The point of this rehash is that people beat casinos. They beat them by getting lucky, they beat them using a skilled legal method and they beat them by cheating.  This is where the analogy of “climate casino” fails.

Yes, there are random climate-driven catastrophes that happen.  Yes, they are getting more frequent, more intense and of longer duration.  But in the “climate casino” everyone is a loser. No amount of historical risk analysis is sufficient to know the future because the game itself is changing. The only question that remains is how much are we going to lose?  How bad is it going to get? Right now, it looks like everyone is going to lose everything.

More in the spirit of the “climate casino” analogy would be a game show like Wheel of Fortune, where you spin a wheel to see what horrible life-altering catastrophe is coming to your home town next.  Maybe, “Wheel of Catastrophe” is more apt to describe the situation that’s going on.  Put the 40 or so different possible major catastrophes around the wheel (as I have catalogued here) and have a spin.  As time goes on, each of those catastrophes on the wheel will trigger other catastrophes on the wheel and sections will merge to become mega-catastrophes.  This merging will continue until the wheel has one spot left that says “we’re all f**ked.”
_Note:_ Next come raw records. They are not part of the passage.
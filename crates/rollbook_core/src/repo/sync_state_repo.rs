//! Sync bookkeeping repository.
//!
//! # Responsibility
//! - Persist the last successful sync timestamp in the single-row
//!   `sync_state` table.
//! - Compute best-effort pending-change counters for status displays.
//!
//! # Invariants
//! - `sync_state` always holds exactly one row (seeded by migration).
//! - Pending counters are advisory: they may read 0 even with outstanding
//!   changes (same-millisecond writes, clock skew) and must not gate sync.

use crate::model::class::OwnerId;
use crate::repo::{ensure_connection_ready, RepoResult};
use rusqlite::{params, Connection};

/// Process-local sync bookkeeping read model.
#[derive(Debug, Clone, Default, PartialEq, Eq)]
pub struct SyncMetadata {
    /// Epoch milliseconds of the last completed push or pull, if any.
    pub last_synced_at: Option<i64>,
    /// Classes changed since the last sync (best effort).
    pub pending_classes: u64,
    /// Students changed since the last sync (best effort).
    pub pending_students: u64,
    /// Attendance rows changed since the last sync (best effort).
    pub pending_attendance: u64,
}

/// Repository interface for sync bookkeeping.
pub trait SyncStateRepository {
    /// Returns the last recorded sync timestamp.
    fn last_synced_at(&self) -> RepoResult<Option<i64>>;
    /// Records a sync timestamp (also after partial push completion).
    fn set_last_synced_at(&self, timestamp_ms: i64) -> RepoResult<()>;
    /// Computes bookkeeping counters for one owner's data.
    fn metadata(&self, owner: OwnerId) -> RepoResult<SyncMetadata>;
}

/// SQLite-backed sync bookkeeping repository.
pub struct SqliteSyncStateRepository<'conn> {
    conn: &'conn Connection,
}

impl<'conn> SqliteSyncStateRepository<'conn> {
    /// Constructs a repository from a migrated/ready connection.
    pub fn try_new(conn: &'conn Connection) -> RepoResult<Self> {
        ensure_connection_ready(conn, &[("sync_state", &["id", "last_synced_at"])])?;
        Ok(Self { conn })
    }
}

impl SyncStateRepository for SqliteSyncStateRepository<'_> {
    fn last_synced_at(&self) -> RepoResult<Option<i64>> {
        let value: Option<i64> = self.conn.query_row(
            "SELECT last_synced_at FROM sync_state WHERE id = 1;",
            [],
            |row| row.get(0),
        )?;
        Ok(value)
    }

    fn set_last_synced_at(&self, timestamp_ms: i64) -> RepoResult<()> {
        self.conn.execute(
            "UPDATE sync_state SET last_synced_at = ?1 WHERE id = 1;",
            [timestamp_ms],
        )?;
        Ok(())
    }

    fn metadata(&self, owner: OwnerId) -> RepoResult<SyncMetadata> {
        let last_synced_at = self.last_synced_at()?;
        // When nothing was ever synced, everything owned counts as pending.
        let since = last_synced_at.unwrap_or(i64::MIN);
        let owner_text = owner.to_string();

        let pending_classes: i64 = self.conn.query_row(
            "SELECT COUNT(*)
             FROM classes
             WHERE owner_id = ?1
               AND updated_at > ?2;",
            params![owner_text, since],
            |row| row.get(0),
        )?;

        let pending_students: i64 = self.conn.query_row(
            "SELECT COUNT(*)
             FROM students
             WHERE class_id IN (SELECT id FROM classes WHERE owner_id = ?1)
               AND updated_at > ?2;",
            params![owner_text, since],
            |row| row.get(0),
        )?;

        let pending_attendance: i64 = self.conn.query_row(
            "SELECT COUNT(*)
             FROM attendance
             WHERE class_id IN (SELECT id FROM classes WHERE owner_id = ?1)
               AND updated_at > ?2;",
            params![owner_text, since],
            |row| row.get(0),
        )?;

        Ok(SyncMetadata {
            last_synced_at,
            pending_classes: pending_classes as u64,
            pending_students: pending_students as u64,
            pending_attendance: pending_attendance as u64,
        })
    }
}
I don’t like correcting the good intentions of those I greatly respect, especially when it comes to their metaphor of choice.  But “casino” is something I take personally.  Some people win in casinos — by luck, by skill or by cheating.  When it comes to climate change, however, there is no way to win. Everyone and everything on this small planet is a loser (well, maybe the green algae will win as it expands and suffocates our oceans).  The only question that remains for the Wheel of Catastrophe game show nightmare we are living through is how bad it’s going to get.

 

 

Eliot Jacobson, Ph.D.

Retired professor of mathematics and computer science, retired casino consultant, now a full time volunteer, husband and grandfather. Know-it-all doomer. Born in the year 316 ppm CO2.